He became one of 12 board members of the American Astronautical Society, an organization formed in 1954 to represent the country's 300 leading scientists and engineers in the area of guided missiles—he was one of seven members of the board to resign in December 1956 after a series of disputes about the direction and control of the group.

In November 1957 Singer and other scientists at the university successfully designed and fired three new "Oriole" rockets off the Virginia Capes. The rockets weighed less than 25 lb and could be built for around $2000. Fired from a converted Navy LSM, they could reach an altitude of 50000 ft and had a complete telemetry system to send back information on cosmic, ultraviolet and X-rays. Singer said that the firings placed "the exploration of outer space with high altitude rockets on the same basis, cost-wise and effort-wise, as low atmosphere measurements with weather balloons. From now on, we can fire thousands of these rockets all over the world with very little cost."

In February 1958, when he was head of the cosmic ray group of the University of Maryland's physics department, he received a special commendation from President Eisenhower for "outstanding achievements in the development of satellites for scientific purposes." In April 1958, he was appointed as a consultant to the House Select Committee on Astronautics and Space Exploration, which was preparing to hold hearings on President Eisenhower's proposal for a new agency to handle space research, and a month later received the Ohio State University's Distinguished Alumnus Award. He became a full professor at Maryland in 1959, and was chosen that year by the United States Junior Chamber of Commerce as one of the country's ten outstanding young men.

In a January 1960 presentation to the American Physical Society, Singer sketched out his vision of what the environment around the Earth might consist of, extending up to 40000 mi into space. He became known for his early predictions about the properties of the electrical particles trapped around the Earth, which were partly verified by later discoveries in satellite experiments. In December 1960, he suggested the existence of a shell of visible dust particles around the Earth some 600 to 1000 mi in space, beyond which there was a layer of smaller particles, a micrometre or less in diameter, extending 2,000 to 4000 mi. In March 1961 Singer and another University of Maryland physicist, E. J. Opik, were given a $97,000 grant by NASA to conduct a three-year study of interplanetary gas and dust.
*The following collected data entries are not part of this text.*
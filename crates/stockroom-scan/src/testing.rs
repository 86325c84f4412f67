//! Test doubles: a scripted decoder engine and an in-memory catalog.

use std::sync::atomic::{AtomicUsize, Ordering};
use std::sync::{Arc, Mutex};

use async_trait::async_trait;
use chrono::Utc;
use stockroom_core::{NewProduct, Product, Symbology};

use crate::catalog::{Catalog, CatalogError};
use crate::decoder::{
    CameraHandle, DecoderConfig, DecoderEngine, DetectionSink, OpenRequest, RawDetection,
};
use crate::error::CameraError;

// =============================================================================
// Fake Engine
// =============================================================================

#[derive(Default)]
struct FakeState {
    sink: Option<DetectionSink>,
    opened: usize,
    released: usize,
    deny: Option<CameraError>,
    last_config: Option<DecoderConfig>,
}

/// Decoder engine driven by the test: `detect` plays the part of a decoded frame.
#[derive(Default)]
pub(crate) struct FakeEngine {
    state: Arc<Mutex<FakeState>>,
}

struct FakeHandle {
    state: Arc<Mutex<FakeState>>,
}

impl CameraHandle for FakeHandle {
    fn release(&mut self) {
        let mut state = self.state.lock().unwrap();
        state.released += 1;
        state.sink = None;
    }
}

impl DecoderEngine for FakeEngine {
    fn open(&self, request: OpenRequest) -> Result<Box<dyn CameraHandle>, CameraError> {
        let mut state = self.state.lock().unwrap();
        if let Some(err) = state.deny.clone() {
            return Err(err);
        }
        state.opened += 1;
        state.sink = Some(request.sink);
        state.last_config = Some(request.config);
        Ok(Box::new(FakeHandle {
            state: Arc::clone(&self.state),
        }))
    }

    fn name(&self) -> &str {
        "fake"
    }
}

impl FakeEngine {
    pub fn new() -> Arc<Self> {
        Arc::new(FakeEngine::default())
    }

    /// Makes every following `open` fail.
    pub fn deny(&self, err: CameraError) {
        self.state.lock().unwrap().deny = Some(err);
    }

    /// Pushes a detection as if the camera decoded a frame.
    pub fn detect(&self, code: &str, symbology: Symbology) -> bool {
        let sink = self.state.lock().unwrap().sink.clone();
        sink.is_some_and(|sink| sink.push(RawDetection::new(code, symbology)))
    }

    /// Forgets the sink without releasing, as a crashed driver would.
    pub fn unplug(&self) {
        self.state.lock().unwrap().sink = None;
    }

    pub fn opened(&self) -> usize {
        self.state.lock().unwrap().opened
    }

    pub fn released(&self) -> usize {
        self.state.lock().unwrap().released
    }

    /// Handles opened and not yet released.
    pub fn open_handles(&self) -> usize {
        let state = self.state.lock().unwrap();
        state.opened - state.released
    }

    pub fn last_config(&self) -> Option<DecoderConfig> {
        self.state.lock().unwrap().last_config.clone()
    }
}

// =============================================================================
// Memory Catalog
// =============================================================================

/// Catalog backed by a Vec, counting every call.
#[derive(Default)]
pub(crate) struct MemoryCatalog {
    products: Mutex<Vec<Product>>,
    lookups: AtomicUsize,
    creates: AtomicUsize,
    broken: Mutex<bool>,
}

impl MemoryCatalog {
    pub fn new() -> Arc<Self> {
        Arc::new(MemoryCatalog::default())
    }

    pub fn with_product(sku: &str, name: &str, quantity: i64) -> Arc<Self> {
        let catalog = MemoryCatalog::default();
        catalog.products.lock().unwrap().push(product(sku, name, quantity));
        Arc::new(catalog)
    }

    /// Makes every following call fail as if the database were gone.
    pub fn break_storage(&self) {
        *self.broken.lock().unwrap() = true;
    }

    pub fn len(&self) -> usize {
        self.products.lock().unwrap().len()
    }

    pub fn lookups(&self) -> usize {
        self.lookups.load(Ordering::SeqCst)
    }

    pub fn creates(&self) -> usize {
        self.creates.load(Ordering::SeqCst)
    }

    fn check(&self) -> Result<(), CatalogError> {
        if *self.broken.lock().unwrap() {
            return Err(CatalogError::Unavailable("storage offline".to_string()));
        }
        Ok(())
    }
}

#[async_trait]
impl Catalog for MemoryCatalog {
    async fn lookup(&self, code: &str) -> Result<Option<Product>, CatalogError> {
        self.lookups.fetch_add(1, Ordering::SeqCst);
        self.check()?;
        let sku = code.trim();
        Ok(self
            .products
            .lock()
            .unwrap()
            .iter()
            .find(|p| p.sku == sku)
            .cloned())
    }

    async fn create(&self, new: NewProduct) -> Result<Product, CatalogError> {
        self.creates.fetch_add(1, Ordering::SeqCst);
        self.check()?;
        let mut products = self.products.lock().unwrap();
        if products.iter().any(|p| p.sku == new.sku.trim()) {
            return Err(CatalogError::Duplicate {
                field: "sku".to_string(),
                value: new.sku,
            });
        }
        let mut created = product(new.sku.trim(), &new.name, new.quantity);
        created.category = new.category;
        products.push(created.clone());
        Ok(created)
    }
}

pub(crate) fn product(sku: &str, name: &str, quantity: i64) -> Product {
    Product {
        id: uuid::Uuid::new_v4().to_string(),
        sku: sku.to_string(),
        name: name.to_string(),
        quantity,
        category: None,
        created_at: Utc::now(),
        updated_at: Utc::now(),
    }
}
===1960: Artificial Phobos hypothesis===
In a 1960 Astronautics newsletter, Singer commented on Iosif Shklovsky's hypothesis that the orbit of the Martian moon Phobos suggests that it is hollow, which implies it is of artificial origin. Singer wrote: "My conclusion there is, and here I back Shklovsky, that if the satellite is indeed spiraling inward as deduced from astronomical observation, then there is little alternative to the hypothesis that it is hollow and therefore martian made. The big 'if' lies in the astronomical observations; they may well be in error. Since they are based on several independent sets of measurements taken decades apart by different observers with different instruments, systematic errors may have influenced them." Later measurements confirmed Singer's big "if" caveat: Shklovsky overestimated Phobos' rate of altitude loss due to bad early data. Photographs by probes beginning in 1972 show a natural stony surface with craters. Ufologists continue to present Singer as an unconditional supporter of Shklovsky's artificial Phobos hypothesis.

Time magazine wrote in 1969 that Singer had had a lifelong fascination with Phobos and Mars's second moon, Deimos. He told Time it might be possible to pull Deimos into the Earth's orbit so it could be examined. During an international space symposium in May 1966, attended by space scientists from the United States and Soviet Union, he first proposed that crewed landings on the Martian moons would be a logical step after a crewed landing on the Earth's Moon. He pointed out that the very small sizes of Phobos and Deimos—approximately 14 and 8 mi in diameter and sub milli-g surface gravity—would make it easier for a spacecraft to land and take off again.

===1962: National Weather Center and University of Miami===
In 1962, on leave from the university, Singer was named as the first director of meteorological satellite services for the National Weather Satellite Center, now part of the National Oceanic and Atmospheric Administration, and directed a program for using satellites to forecast the weather. He stayed there until 1964. He told Time magazine in 1969 that he enjoyed moving around. "Each move gave me a completely new perspective," he said. "If I had sat still, I'd probably still be measuring cosmic rays, the subject of my thesis at Princeton. That's what happens to most scientists." When he stepped down as director he received a Department of Commerce Gold Medal award for Distinguished Federal Service.

In 1964, he became the first dean of the School of Environmental and Planetary Sciences at the University of Miami in 1964, the first school of its kind in the country, dedicated to space-age research. In December 1965, The New York Times reported on a conference Singer hosted in Miami Beach during which five groups of scientists, working independently, presented research identifying what they believed was the remains of a primordial flash that occurred when the universe was born.

===1967–1994===
In 1967 he accepted the position of deputy assistant secretary with the U.S. Department of the Interior, where he was in charge of water quality and research. When the U.S. Environmental Protection Agency was created on 1970, he became its deputy assistant administrator of policy.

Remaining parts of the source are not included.